┌──

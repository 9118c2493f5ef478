//! Provider selection from request headers.

use crate::models::{Provider, ProviderSelection};
use crate::Result;
use axum::http::{header, HeaderMap};

pub const X_PROVIDER: &str = "x-provider";
pub const X_API_KEY: &str = "x-api-key";
pub const X_MODEL: &str = "x-model";

fn header_str<'a>(headers: &'a HeaderMap, name: &str) -> Option<&'a str> {
    headers.get(name).and_then(|v| v.to_str().ok())
}

/// Reads `X-Provider` and the credentials that provider needs.
///
/// Gemini takes its key from `X-API-Key`; OpenRouter takes a bearer token
/// from `Authorization` plus the model from `X-Model`.
pub fn provider_selection(headers: &HeaderMap) -> Result<ProviderSelection> {
    let provider: Provider = header_str(headers, X_PROVIDER).unwrap_or_default().parse()?;

    match provider {
        Provider::Gemini => ProviderSelection::gemini(header_str(headers, X_API_KEY)),
        Provider::OpenRouter => {
            let bearer = header_str(headers, header::AUTHORIZATION.as_str())
                .and_then(|value| value.strip_prefix("Bearer "));
            ProviderSelection::openrouter(bearer, header_str(headers, X_MODEL))
        }
    }
}
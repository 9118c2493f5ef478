use crate::models::Provider;
use crate::{Error, Result};
use reqwest::Client;
use serde::de::DeserializeOwned;
use serde::Serialize;
use std::time::Duration;

pub const DEFAULT_BASE_URL: &str = "https://generativelanguage.googleapis.com";

/// Lightweight Gemini REST client.
pub struct GeminiHttpClient {
    client: Client,
    api_key: String,
    model: String,
    base_url: String,
    timeout: Duration,
}

impl GeminiHttpClient {
    /// Construct a Gemini client over a shared `reqwest` client.
    ///
    /// `model` should be the bare model ID (for example `gemini-2.5-flash`);
    /// a leading `models/` is stripped.
    pub fn new_with_client(
        api_key: String,
        model: String,
        timeout: Duration,
        client: Client,
    ) -> Self {
        let model = model.strip_prefix("models/").unwrap_or(&model).to_string();

        Self {
            client,
            api_key,
            model,
            base_url: DEFAULT_BASE_URL.to_string(),
            timeout,
        }
    }

    pub fn with_base_url(mut self, base_url: String) -> Self {
        self.base_url = base_url.trim_end_matches('/').to_string();
        self
    }

    /// Calls Gemini's `generateContent` endpoint.
    pub async fn generate_content<Req: Serialize, Resp: DeserializeOwned>(
        &self,
        request: &Req,
    ) -> Result<Resp> {
        let url = format!(
            "{}/v1beta/models/{}:generateContent",
            self.base_url, self.model
        );

        tracing::debug!("Sending generateContent request to Gemini (model: {})", self.model);

        let response = self
            .client
            .post(&url)
            .timeout(self.timeout)
            .header("x-goog-api-key", &self.api_key)
            .header("Content-Type", "application/json")
            .json(request)
            .send()
            .await
            .map_err(|e| {
                tracing::error!("Failed to send request to Gemini: {}", e);
                e
            })?;

        if !response.status().is_success() {
            let status = response.status();
            let error_text = response.text().await?;
            tracing::error!("Gemini API error (status {}): {}", status, error_text);
            return Err(Error::Provider {
                provider: Provider::Gemini,
                status: status.as_u16(),
                message: error_text,
            });
        }

        let body = response.text().await?;
        serde_json::from_str(&body).map_err(|e| {
            tracing::error!("Failed to parse Gemini response: {}\nBody: {}", e, body);
            Error::Serialization(e)
        })
    }
}
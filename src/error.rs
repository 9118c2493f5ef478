//! Error handling and custom error types
//!
//! Provides unified error handling across the relay using thiserror.

use crate::models::Provider;
use thiserror::Error;

#[derive(Error, Debug)]
pub enum Error {
    #[error("IO error: {0}")]
    Io(#[from] std::io::Error),

    #[error("Serialization error: {0}")]
    Serialization(#[from] serde_json::Error),

    #[error("HTTP request error: {0}")]
    Http(#[from] reqwest::Error),

    /// Malformed or missing request fields.
    #[error("{0}")]
    Validation(String),

    /// A credential the selected provider needs was not supplied.
    #[error("{0}")]
    MissingCredential(String),

    /// No bearer token where one is required.
    #[error("{0}")]
    Unauthorized(String),

    #[error("{provider} API error: {status} {message}")]
    Provider {
        provider: Provider,
        status: u16,
        message: String,
    },

    #[error("No content generated from {0} API")]
    NoContent(Provider),

    #[error("Configuration error: {0}")]
    Config(String),
}

pub type Result<T> = std::result::Result<T, Error>;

└──

What you need to do
Count lines above containing "token" and report only the total.

Task output
2